Saved entries ->
--- START ---
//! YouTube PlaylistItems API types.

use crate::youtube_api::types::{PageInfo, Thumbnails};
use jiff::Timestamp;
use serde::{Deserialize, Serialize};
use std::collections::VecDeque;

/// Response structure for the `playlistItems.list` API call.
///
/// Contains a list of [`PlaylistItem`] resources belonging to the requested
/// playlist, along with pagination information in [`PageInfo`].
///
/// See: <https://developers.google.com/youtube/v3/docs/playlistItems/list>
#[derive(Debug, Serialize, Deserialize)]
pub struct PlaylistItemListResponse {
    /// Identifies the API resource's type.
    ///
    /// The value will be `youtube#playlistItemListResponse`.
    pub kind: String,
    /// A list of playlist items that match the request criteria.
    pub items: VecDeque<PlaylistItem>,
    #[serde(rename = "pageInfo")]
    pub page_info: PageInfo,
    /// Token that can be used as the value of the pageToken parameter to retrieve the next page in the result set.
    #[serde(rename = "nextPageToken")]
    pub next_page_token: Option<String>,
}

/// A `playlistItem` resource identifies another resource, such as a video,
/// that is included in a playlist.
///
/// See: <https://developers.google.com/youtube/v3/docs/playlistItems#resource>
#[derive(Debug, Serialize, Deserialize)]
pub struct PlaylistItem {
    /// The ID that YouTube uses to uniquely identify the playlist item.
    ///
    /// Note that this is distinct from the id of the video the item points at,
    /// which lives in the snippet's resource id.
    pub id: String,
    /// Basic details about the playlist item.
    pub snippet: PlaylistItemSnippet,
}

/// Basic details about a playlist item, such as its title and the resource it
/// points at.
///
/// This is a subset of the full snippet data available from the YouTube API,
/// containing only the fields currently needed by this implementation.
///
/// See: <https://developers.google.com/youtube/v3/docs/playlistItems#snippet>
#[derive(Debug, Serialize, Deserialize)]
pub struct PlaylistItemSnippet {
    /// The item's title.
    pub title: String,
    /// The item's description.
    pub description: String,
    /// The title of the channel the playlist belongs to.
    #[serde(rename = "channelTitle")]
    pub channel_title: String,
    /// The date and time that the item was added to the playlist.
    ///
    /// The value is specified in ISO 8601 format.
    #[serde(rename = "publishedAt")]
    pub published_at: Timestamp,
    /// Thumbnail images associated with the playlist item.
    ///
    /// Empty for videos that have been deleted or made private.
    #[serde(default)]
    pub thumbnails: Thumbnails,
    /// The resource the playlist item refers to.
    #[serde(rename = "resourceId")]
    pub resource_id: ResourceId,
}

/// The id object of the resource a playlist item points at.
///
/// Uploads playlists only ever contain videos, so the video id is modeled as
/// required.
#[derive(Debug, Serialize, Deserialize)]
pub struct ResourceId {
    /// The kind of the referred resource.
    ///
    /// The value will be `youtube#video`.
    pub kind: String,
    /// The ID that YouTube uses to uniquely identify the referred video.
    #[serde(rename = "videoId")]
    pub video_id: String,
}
--- END ---
--- START ---
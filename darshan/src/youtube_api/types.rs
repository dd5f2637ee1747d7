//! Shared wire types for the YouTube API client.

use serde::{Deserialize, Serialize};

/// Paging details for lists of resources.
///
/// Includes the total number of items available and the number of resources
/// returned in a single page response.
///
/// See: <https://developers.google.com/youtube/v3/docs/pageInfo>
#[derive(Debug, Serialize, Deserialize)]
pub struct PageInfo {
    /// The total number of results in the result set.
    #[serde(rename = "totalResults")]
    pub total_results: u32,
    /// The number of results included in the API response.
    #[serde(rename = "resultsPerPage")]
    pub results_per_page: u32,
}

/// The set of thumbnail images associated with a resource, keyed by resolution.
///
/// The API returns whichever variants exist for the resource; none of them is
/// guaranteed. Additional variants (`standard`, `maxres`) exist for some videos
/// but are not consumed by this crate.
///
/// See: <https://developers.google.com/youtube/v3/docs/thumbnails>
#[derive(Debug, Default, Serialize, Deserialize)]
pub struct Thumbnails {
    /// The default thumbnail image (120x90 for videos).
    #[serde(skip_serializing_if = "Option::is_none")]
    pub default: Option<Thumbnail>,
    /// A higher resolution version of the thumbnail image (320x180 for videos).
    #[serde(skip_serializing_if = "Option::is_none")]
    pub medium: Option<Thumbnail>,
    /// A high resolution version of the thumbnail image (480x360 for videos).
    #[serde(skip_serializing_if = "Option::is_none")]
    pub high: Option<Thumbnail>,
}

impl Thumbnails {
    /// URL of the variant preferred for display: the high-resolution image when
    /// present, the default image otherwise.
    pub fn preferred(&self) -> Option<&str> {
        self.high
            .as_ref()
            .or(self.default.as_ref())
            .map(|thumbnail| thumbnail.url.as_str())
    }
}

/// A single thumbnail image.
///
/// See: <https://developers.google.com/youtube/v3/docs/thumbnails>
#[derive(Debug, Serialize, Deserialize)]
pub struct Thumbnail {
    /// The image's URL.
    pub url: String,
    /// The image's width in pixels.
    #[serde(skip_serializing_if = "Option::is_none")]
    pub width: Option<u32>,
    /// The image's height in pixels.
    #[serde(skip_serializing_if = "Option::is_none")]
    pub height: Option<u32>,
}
--- END ---
In the entries above, please find the line with "pub struct PageInfo" and the line with "default image otherwise.", then write out exactly those two lines and every line between them, and nothing more.

RESPONSE BOX ->
pub struct PageInfo {
    /// The total number of results in the result set.
    #[serde(rename = "totalResults")]
    pub total_results: u32,
    /// The number of results included in the API response.
    #[serde(rename = "resultsPerPage")]
    pub results_per_page: u32,
}

/// The set of thumbnail images associated with a resource, keyed by resolution.
///
/// The API returns whichever variants exist for the resource; none of them is
/// guaranteed. Additional variants (`standard`, `maxres`) exist for some videos
/// but are not consumed by this crate.
///
/// See: <https://developers.google.com/youtube/v3/docs/thumbnails>
#[derive(Debug, Default, Serialize, Deserialize)]
pub struct Thumbnails {
    /// The default thumbnail image (120x90 for videos).
    #[serde(skip_serializing_if = "Option::is_none")]
    pub default: Option<Thumbnail>,
    /// A higher resolution version of the thumbnail image (320x180 for videos).
    #[serde(skip_serializing_if = "Option::is_none")]
    pub medium: Option<Thumbnail>,
    /// A high resolution version of the thumbnail image (480x360 for videos).
    #[serde(skip_serializing_if = "Option::is_none")]
    pub high: Option<Thumbnail>,
}

impl Thumbnails {
    /// URL of the variant preferred for display: the high-resolution image when
    /// present, the default image otherwise.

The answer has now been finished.